→ **What this task involves**:
One number is all that is asked for: the number of lines below that hold the string "CreateUserRequest".

Saved entries

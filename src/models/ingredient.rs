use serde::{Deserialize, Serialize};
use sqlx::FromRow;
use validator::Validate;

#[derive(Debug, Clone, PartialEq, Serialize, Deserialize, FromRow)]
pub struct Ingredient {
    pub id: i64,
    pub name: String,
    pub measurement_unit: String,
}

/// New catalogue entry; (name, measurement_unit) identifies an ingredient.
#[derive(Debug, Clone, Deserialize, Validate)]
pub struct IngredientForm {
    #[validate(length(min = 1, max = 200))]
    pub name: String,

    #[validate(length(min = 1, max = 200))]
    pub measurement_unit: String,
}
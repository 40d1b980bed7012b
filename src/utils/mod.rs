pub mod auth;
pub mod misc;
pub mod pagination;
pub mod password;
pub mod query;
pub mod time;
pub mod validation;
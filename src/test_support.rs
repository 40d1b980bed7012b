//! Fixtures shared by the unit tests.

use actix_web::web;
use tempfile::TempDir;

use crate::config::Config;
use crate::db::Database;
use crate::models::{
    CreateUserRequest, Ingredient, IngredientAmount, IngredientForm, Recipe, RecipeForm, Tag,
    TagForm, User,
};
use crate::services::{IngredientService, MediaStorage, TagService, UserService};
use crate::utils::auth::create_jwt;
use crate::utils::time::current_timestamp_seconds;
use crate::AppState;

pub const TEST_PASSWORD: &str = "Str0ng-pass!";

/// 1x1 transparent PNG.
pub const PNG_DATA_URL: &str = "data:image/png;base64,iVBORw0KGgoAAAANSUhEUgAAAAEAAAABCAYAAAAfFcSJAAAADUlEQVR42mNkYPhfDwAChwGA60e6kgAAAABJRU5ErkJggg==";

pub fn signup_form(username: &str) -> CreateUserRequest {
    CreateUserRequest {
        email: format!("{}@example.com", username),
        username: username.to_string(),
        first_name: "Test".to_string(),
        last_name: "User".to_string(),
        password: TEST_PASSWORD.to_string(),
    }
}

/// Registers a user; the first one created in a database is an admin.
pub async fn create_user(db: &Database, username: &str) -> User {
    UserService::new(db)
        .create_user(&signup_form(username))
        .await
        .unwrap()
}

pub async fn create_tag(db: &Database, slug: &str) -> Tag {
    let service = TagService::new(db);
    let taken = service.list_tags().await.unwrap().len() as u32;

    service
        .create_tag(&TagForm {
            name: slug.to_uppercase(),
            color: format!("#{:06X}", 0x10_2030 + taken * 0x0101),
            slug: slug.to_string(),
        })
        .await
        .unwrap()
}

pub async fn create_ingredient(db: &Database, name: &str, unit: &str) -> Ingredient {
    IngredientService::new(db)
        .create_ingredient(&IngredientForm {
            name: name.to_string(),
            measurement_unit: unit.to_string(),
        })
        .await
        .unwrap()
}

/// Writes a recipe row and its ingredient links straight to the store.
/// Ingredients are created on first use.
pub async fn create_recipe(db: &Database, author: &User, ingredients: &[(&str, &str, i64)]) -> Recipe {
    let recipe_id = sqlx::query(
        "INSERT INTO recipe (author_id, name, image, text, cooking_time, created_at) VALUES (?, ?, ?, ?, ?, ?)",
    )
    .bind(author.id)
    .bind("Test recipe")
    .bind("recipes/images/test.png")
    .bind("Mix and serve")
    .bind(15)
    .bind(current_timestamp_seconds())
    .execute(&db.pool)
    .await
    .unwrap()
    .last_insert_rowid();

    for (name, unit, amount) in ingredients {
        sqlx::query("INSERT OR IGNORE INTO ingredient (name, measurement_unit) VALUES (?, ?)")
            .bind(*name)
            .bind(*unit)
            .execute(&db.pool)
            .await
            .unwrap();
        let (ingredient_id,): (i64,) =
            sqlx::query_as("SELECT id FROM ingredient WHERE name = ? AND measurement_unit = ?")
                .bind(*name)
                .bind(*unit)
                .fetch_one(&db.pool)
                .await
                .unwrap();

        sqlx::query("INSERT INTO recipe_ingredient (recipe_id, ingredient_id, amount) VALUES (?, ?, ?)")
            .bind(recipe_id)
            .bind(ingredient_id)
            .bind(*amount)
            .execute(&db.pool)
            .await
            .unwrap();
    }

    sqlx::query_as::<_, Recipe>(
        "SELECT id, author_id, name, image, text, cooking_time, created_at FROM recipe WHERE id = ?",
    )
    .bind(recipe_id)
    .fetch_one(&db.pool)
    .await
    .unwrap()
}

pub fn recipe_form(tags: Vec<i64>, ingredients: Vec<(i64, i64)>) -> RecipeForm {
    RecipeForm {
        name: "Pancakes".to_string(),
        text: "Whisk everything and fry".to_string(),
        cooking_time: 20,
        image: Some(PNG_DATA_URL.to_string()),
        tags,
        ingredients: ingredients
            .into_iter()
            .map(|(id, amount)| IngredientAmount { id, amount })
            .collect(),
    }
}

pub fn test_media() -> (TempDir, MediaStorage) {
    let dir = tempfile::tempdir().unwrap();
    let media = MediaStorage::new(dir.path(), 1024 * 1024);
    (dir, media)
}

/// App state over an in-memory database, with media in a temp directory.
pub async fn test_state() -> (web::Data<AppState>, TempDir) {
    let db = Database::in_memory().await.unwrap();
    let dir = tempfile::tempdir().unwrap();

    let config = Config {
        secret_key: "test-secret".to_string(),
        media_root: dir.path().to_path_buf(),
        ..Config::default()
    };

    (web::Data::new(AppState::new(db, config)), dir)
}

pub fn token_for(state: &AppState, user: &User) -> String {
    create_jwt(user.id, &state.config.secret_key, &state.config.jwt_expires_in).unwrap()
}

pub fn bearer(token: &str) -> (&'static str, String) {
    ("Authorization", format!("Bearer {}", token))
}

→ **Answer to the exercise**:
3